- _Goal of the exercise_
Beginning at the top of the data below, write out every line exactly until you reach the line with "and the session's", and include that line.

- _Exercise inputs_
---*---

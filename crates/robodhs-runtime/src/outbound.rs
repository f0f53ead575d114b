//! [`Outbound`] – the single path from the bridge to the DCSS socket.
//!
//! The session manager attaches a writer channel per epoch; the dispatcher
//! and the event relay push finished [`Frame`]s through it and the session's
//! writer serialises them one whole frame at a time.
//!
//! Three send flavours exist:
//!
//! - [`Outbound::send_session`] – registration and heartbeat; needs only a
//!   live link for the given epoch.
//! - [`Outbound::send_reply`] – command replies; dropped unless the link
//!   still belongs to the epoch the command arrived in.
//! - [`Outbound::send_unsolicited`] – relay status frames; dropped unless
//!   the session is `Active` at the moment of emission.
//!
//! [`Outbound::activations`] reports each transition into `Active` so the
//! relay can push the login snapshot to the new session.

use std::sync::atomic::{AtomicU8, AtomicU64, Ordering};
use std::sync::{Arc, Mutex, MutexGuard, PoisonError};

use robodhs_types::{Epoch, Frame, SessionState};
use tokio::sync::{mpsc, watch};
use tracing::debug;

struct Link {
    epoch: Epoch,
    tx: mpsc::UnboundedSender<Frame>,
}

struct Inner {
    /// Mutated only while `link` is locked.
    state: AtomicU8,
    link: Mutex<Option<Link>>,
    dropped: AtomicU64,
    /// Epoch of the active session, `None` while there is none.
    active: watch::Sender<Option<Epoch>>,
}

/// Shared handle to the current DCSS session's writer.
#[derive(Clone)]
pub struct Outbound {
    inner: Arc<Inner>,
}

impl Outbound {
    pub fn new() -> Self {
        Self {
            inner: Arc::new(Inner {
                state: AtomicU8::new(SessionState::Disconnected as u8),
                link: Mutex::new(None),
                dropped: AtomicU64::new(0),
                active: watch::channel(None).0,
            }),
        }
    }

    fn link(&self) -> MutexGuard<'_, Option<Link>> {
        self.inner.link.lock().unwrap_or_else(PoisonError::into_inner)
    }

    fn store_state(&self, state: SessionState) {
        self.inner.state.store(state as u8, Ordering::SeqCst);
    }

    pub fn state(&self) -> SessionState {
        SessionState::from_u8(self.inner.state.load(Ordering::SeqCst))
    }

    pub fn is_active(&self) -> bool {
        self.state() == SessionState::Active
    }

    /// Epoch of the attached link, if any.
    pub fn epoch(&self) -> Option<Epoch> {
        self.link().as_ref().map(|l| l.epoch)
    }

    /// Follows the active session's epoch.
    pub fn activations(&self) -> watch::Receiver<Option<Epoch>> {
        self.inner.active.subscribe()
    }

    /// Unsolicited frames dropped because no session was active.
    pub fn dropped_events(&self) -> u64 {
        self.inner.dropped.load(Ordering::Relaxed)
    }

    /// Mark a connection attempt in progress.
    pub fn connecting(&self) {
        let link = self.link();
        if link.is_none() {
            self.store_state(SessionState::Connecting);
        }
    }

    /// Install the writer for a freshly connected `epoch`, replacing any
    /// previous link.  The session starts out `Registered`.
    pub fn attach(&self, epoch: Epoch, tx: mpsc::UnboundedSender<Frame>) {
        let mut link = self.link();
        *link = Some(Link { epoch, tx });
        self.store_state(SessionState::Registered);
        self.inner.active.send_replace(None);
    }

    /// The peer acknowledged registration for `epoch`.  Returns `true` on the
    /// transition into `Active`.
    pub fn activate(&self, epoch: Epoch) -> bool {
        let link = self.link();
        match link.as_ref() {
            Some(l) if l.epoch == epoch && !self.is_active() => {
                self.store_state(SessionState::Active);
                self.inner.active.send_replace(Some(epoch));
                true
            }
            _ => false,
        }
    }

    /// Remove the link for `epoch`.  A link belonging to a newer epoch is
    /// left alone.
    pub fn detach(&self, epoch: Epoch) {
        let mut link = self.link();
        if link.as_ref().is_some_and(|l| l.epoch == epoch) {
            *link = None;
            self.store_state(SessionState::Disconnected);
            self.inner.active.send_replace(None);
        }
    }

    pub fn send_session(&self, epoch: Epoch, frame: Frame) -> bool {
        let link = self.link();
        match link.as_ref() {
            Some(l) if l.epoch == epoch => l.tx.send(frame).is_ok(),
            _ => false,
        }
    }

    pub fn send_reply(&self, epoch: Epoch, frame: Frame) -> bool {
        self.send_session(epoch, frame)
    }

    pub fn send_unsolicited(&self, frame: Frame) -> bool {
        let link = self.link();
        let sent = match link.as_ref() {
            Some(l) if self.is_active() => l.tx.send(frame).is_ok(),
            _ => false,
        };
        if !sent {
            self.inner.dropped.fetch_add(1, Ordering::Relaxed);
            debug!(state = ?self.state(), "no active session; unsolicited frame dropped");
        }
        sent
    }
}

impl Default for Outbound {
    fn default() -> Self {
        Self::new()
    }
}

---*---

- _Answer space_
filename crates/robodhs-runtime/src/outbound.rs
repository f0f53ead575d114b
//! [`Outbound`] – the single path from the bridge to the DCSS socket.
//!
//! The session manager attaches a writer channel per epoch; the dispatcher
//! and the event relay push finished [`Frame`]s through it and the session's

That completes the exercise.